Le fonctionnement de l’Assemblée galloise sera similaire à ce modèle et l’Assemblée ne siégera pas après 17h30, sauf exception. Les séances plénières de l’Assemblée ont lieu les mardi et mercredi après-midi de 14h à 17h30. La journée de jeudi et les matinées de mardi et mercredi sont consacrées aux réunions des commissions, tandis que les lundi et vendredi sont réservés au travail de circonscription. En outre, l’Assemblée jouit également d’une commission à l’égalité des chances, comme nous l’avons vu précédemment, et, en vertu de l’article 6.6 des Standing Orders, l’Assemblée doit prendre le temps d’étudier les rapports annuels des trois plus grandes organisations pour l’égalité des chances, à savoir la Commission for Racial Equality Wales, la Equal Opportunities Commission Wales et la Disability Rights Commission in Wales. Notons enfin que ces mesures ont porté leurs fruits en Ecosse et au pays de Galles où la proportion de femmes élues aux nouvelles institutions fut bien plus importante qu’à Westminster dès 1999. En effet, quarante-deux pour cent des membres de l’Assemblée étaient des femmes lors de la première Assemblée (1999-2003), parmi lesquelles la Presiding Officer, Jane Davidson. L’Assemblée fut donc dès sa création l’institution politique la plus représentative des femmes au monde après la Suède. Notons qu’aujourd’hui cette proportion est de quarante-sept pour cent et que le pays de Galles se place au troisième rang mondial, bien avant le Parlement de Westminster, au cinquante-huitième rang, avec 19,5% de femmes194. Le premier Parlement écossais, élu le 6 mai 1999, comprenait quant à lui quarante-huit femmes, soit trente-sept pour cent des élus, et l’un des deux assesseurs du Presiding Officer (Deputy Presiding Officer) était également une femme, Patricia Ferguson. La part de femmes au Parlement écossais est aujourd’hui de quarante-trois femmes, soit trente-trois pour cent des élus. L’on peut dire que la décision prise par les travaillistes de proposer candidats masculins et féminins en proportions égales aux élections aux nouvelles institutions a eu un impact réel, comme le suggèrent les tableaux ci-après.

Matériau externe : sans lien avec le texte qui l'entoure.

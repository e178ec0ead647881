pub mod health;

use axum::{
    routing::{get, post},
    Router,
};

use crate::analysis::handlers;
use crate::state::AppState;

pub fn build_router(state: AppState) -> Router {
    Router::new()
        .route("/health", get(health::health_handler))
        .route("/api/v1/sessions", post(handlers::handle_create_session))
        .route(
            "/api/v1/sessions/:id",
            get(handlers::handle_get_session).delete(handlers::handle_delete_session),
        )
        .route(
            "/api/v1/sessions/:id/documents",
            post(handlers::handle_upload_documents),
        )
        .route(
            "/api/v1/sessions/:id/analyze",
            post(handlers::handle_analyze),
        )
        .route(
            "/api/v1/sessions/:id/suggestions",
            post(handlers::handle_suggestions),
        )
        .route(
            "/api/v1/sessions/:id/comparison",
            post(handlers::handle_comparison),
        )
        .route("/api/v1/sessions/:id/reset", post(handlers::handle_reset))
        .with_state(state)
}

Tableau 21 - Nombre de femmes élues à l’Assemblée galloise 1999-2007
  Sièges Première Assemblée Deuxième Assemblée Troisième Assemblée
parti travailliste Circonscriptions 15 19 15
Régions 0 0 1
Parti libéral-démocrate Circonscriptions 1 2 2
Régions 2 1 1
Plaid Cymru Circonscriptions 3 1 2
Régions 4 5 5
parti conservateur Circonscriptions 0 0 1
Régions 0 2 0
indépendantes Circonscriptions 0 1 1
Régions 0 0 0

Source: Résultats compilés par l’auteur.

Tableau 22 - Nombre de femmes élues au Parlement écossais 1999-2007
  Sièges Première session Deuxième session Troisième session
parti travailliste Circonscriptions 26 26 20
Régions 2 2 3
SNP Circonscriptions 2 3 5
Régions 13 6 7
parti conservateur Circonscriptions 0 0 0
  Régions 3 4 5
parti libéral-démocrate Circonscriptions 2 1 1
Régions 0 1 1
Scottish Socialist Party Circonscriptions 0 0 0
Régions 0 4 0
Scottish Green Party Circonscriptions 0 0 0
Régions 0 2 0
indépendantes Circonscriptions 0 0 0
Régions 0 0 1

Au vu des résultats de ce tableau, on peut dire que les partis travailliste et nationalistes envoient une part importante des élues des nouvelles institutions. Le parti travailliste représente à lui seul la majeure partie des élues et celles-ci sont en général élues de circonscriptions. Un nombre important d’élues nationalistes sont élues régionales et il apparaît dès lors que le mode de scrutin à membre additionné favorise à la fois les petits partis et les femmes par son scrutin semi-proportionnel de liste. Les conditions sont donc réunies pour une plus grande participation des femmes et une plus grande représentativité des populations galloise et écossaise.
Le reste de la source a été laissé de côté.